LISTED ENTRIES =>
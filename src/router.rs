//! HTTP router setup.

use crate::handlers;
use crate::middleware;
use crate::state::AppState;
use axum::extract::DefaultBodyLimit;
use axum::routing::{get, post};
use axum::Router;
use std::sync::Arc;
use tower_http::cors::CorsLayer;
use tower_http::trace::TraceLayer;

/// Create the application router.
pub fn create(state: Arc<AppState>) -> Router {
    // Leave headroom over the 10MB file cap for multipart framing.
    let body_limit = state.config.max_upload_bytes + 64 * 1024;

    Router::new()
        .route(
            "/agent",
            post(handlers::agent_chat).put(handlers::agent_launch),
        )
        .route(
            "/deploy",
            post(handlers::deploy_contract).get(handlers::deploy_estimate),
        )
        .route(
            "/marketplace",
            post(handlers::marketplace_create).get(handlers::marketplace_info),
        )
        .route(
            "/metadata",
            post(handlers::metadata_create).get(handlers::metadata_fetch),
        )
        .route("/upload", post(handlers::upload_image))
        .route("/health", get(handlers::health))
        .route("/metrics", get(handlers::metrics))
        .layer(DefaultBodyLimit::max(body_limit))
        .layer(axum::middleware::from_fn(middleware::api_key_auth))
        .layer(axum::middleware::from_fn(middleware::inject_request_id))
        .layer(TraceLayer::new_for_http())
        .layer(CorsLayer::permissive())
        .with_state(state)
}
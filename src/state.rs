//! Application state shared across handlers.

use crate::config::Config;
use crate::ipfs::IpfsClient;
use crate::policy::{CoordinatorPolicy, LaunchPolicy, WorkflowPolicy};
use std::sync::atomic::AtomicU64;
use std::time::Instant;
use tracing::info;

/// Shared application state. The service is stateless between requests;
/// everything here is configuration, adapters, or counters.
pub struct AppState {
    pub config: Config,
    pub ipfs: IpfsClient,
    pub coordinator: Box<dyn LaunchPolicy>,
    pub workflow: Box<dyn LaunchPolicy>,
    pub start_time: Instant,
    pub request_count: AtomicU64,
}

impl AppState {
    /// Create application state from configuration.
    pub fn new(config: Config) -> Result<Self, crate::Error> {
        config.validate()?;

        let ipfs = IpfsClient::new(&config)?;
        info!(mode = config.mode.as_str(), "Adapters initialized");

        Ok(Self {
            coordinator: Box::new(CoordinatorPolicy),
            workflow: Box::new(WorkflowPolicy::new(ipfs.clone())),
            ipfs,
            config,
            start_time: Instant::now(),
            request_count: AtomicU64::new(0),
        })
    }
}
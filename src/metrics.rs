//! Service metrics (lock-free atomics, rendered in Prometheus text format).

use std::sync::atomic::{AtomicU64, Ordering};

pub static METRICS: Metrics = Metrics::new();

pub struct Metrics {
    // --- Traffic ---
    pub requests: AtomicU64,
    pub request_errors: AtomicU64,

    // --- Adapters ---
    pub pins: AtomicU64,
    pub pin_fallbacks: AtomicU64,
    pub deployments: AtomicU64,
    pub listings: AtomicU64,

    // --- Policy ---
    pub policy_calls: AtomicU64,
    pub policy_errors: AtomicU64,

    // --- Uploads ---
    pub uploads_rejected: AtomicU64,
}

impl Metrics {
    const fn new() -> Self {
        Self {
            requests: AtomicU64::new(0),
            request_errors: AtomicU64::new(0),
            pins: AtomicU64::new(0),
            pin_fallbacks: AtomicU64::new(0),
            deployments: AtomicU64::new(0),
            listings: AtomicU64::new(0),
            policy_calls: AtomicU64::new(0),
            policy_errors: AtomicU64::new(0),
            uploads_rejected: AtomicU64::new(0),
        }
    }

    /// Render in Prometheus text exposition format.
    pub fn render(&self) -> String {
        let requests = self.requests.load(Ordering::Relaxed);
        let request_errors = self.request_errors.load(Ordering::Relaxed);
        let pins = self.pins.load(Ordering::Relaxed);
        let pin_fallbacks = self.pin_fallbacks.load(Ordering::Relaxed);
        let deployments = self.deployments.load(Ordering::Relaxed);
        let listings = self.listings.load(Ordering::Relaxed);
        let policy_calls = self.policy_calls.load(Ordering::Relaxed);
        let policy_errors = self.policy_errors.load(Ordering::Relaxed);
        let uploads_rejected = self.uploads_rejected.load(Ordering::Relaxed);

        format!(
            "\
# HELP minilaunch_requests_total Total API requests received.\n\
# TYPE minilaunch_requests_total counter\n\
minilaunch_requests_total {requests}\n\
# HELP minilaunch_request_errors_total Requests answered with 4xx/5xx.\n\
# TYPE minilaunch_request_errors_total counter\n\
minilaunch_request_errors_total {request_errors}\n\
# HELP minilaunch_pins_total Successful live pins.\n\
# TYPE minilaunch_pins_total counter\n\
minilaunch_pins_total {pins}\n\
# HELP minilaunch_pin_fallbacks_total Live pins degraded to simulated hashes.\n\
# TYPE minilaunch_pin_fallbacks_total counter\n\
minilaunch_pin_fallbacks_total {pin_fallbacks}\n\
# HELP minilaunch_deployments_total Simulated contract deployments.\n\
# TYPE minilaunch_deployments_total counter\n\
minilaunch_deployments_total {deployments}\n\
# HELP minilaunch_listings_total Marketplace listings synthesized.\n\
# TYPE minilaunch_listings_total counter\n\
minilaunch_listings_total {listings}\n\
# HELP minilaunch_policy_calls_total Policy invocations.\n\
# TYPE minilaunch_policy_calls_total counter\n\
minilaunch_policy_calls_total {policy_calls}\n\
# HELP minilaunch_policy_errors_total Policy failures mapped to HTTP 500.\n\
# TYPE minilaunch_policy_errors_total counter\n\
minilaunch_policy_errors_total {policy_errors}\n\
# HELP minilaunch_uploads_rejected_total Uploads rejected for type or size.\n\
# TYPE minilaunch_uploads_rejected_total counter\n\
minilaunch_uploads_rejected_total {uploads_rejected}\n"
        )
    }
}

#[cfg(test)]
mod tests {
    use super::*;

    #[test]
    fn test_render_contains_all_series() {
        let rendered = METRICS.render();
        for series in [
            "minilaunch_requests_total",
            "minilaunch_pin_fallbacks_total",
            "minilaunch_deployments_total",
            "minilaunch_policy_errors_total",
            "minilaunch_uploads_rejected_total",
        ] {
            assert!(rendered.contains(series), "missing {series}");
        }
    }
}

THE PROBLEM => Everything above from the line containing "# HELP minilaunch_pin_fallbacks_total" down to the line containing "# HELP minilaunch_policy_errors_total" is to be transcribed exactly, with both of those lines included and nothing else added.

SOLUTION FOR THIS EXERCISE =>
# HELP minilaunch_pin_fallbacks_total Live pins degraded to simulated hashes.\n\
# TYPE minilaunch_pin_fallbacks_total counter\n\
minilaunch_pin_fallbacks_total {pin_fallbacks}\n\
# HELP minilaunch_deployments_total Simulated contract deployments.\n\
# TYPE minilaunch_deployments_total counter\n\
minilaunch_deployments_total {deployments}\n\
# HELP minilaunch_listings_total Marketplace listings synthesized.\n\
# TYPE minilaunch_listings_total counter\n\
minilaunch_listings_total {listings}\n\
# HELP minilaunch_policy_calls_total Policy invocations.\n\
# TYPE minilaunch_policy_calls_total counter\n\
minilaunch_policy_calls_total {policy_calls}\n\
# HELP minilaunch_policy_errors_total Policy failures mapped to HTTP 500.\n\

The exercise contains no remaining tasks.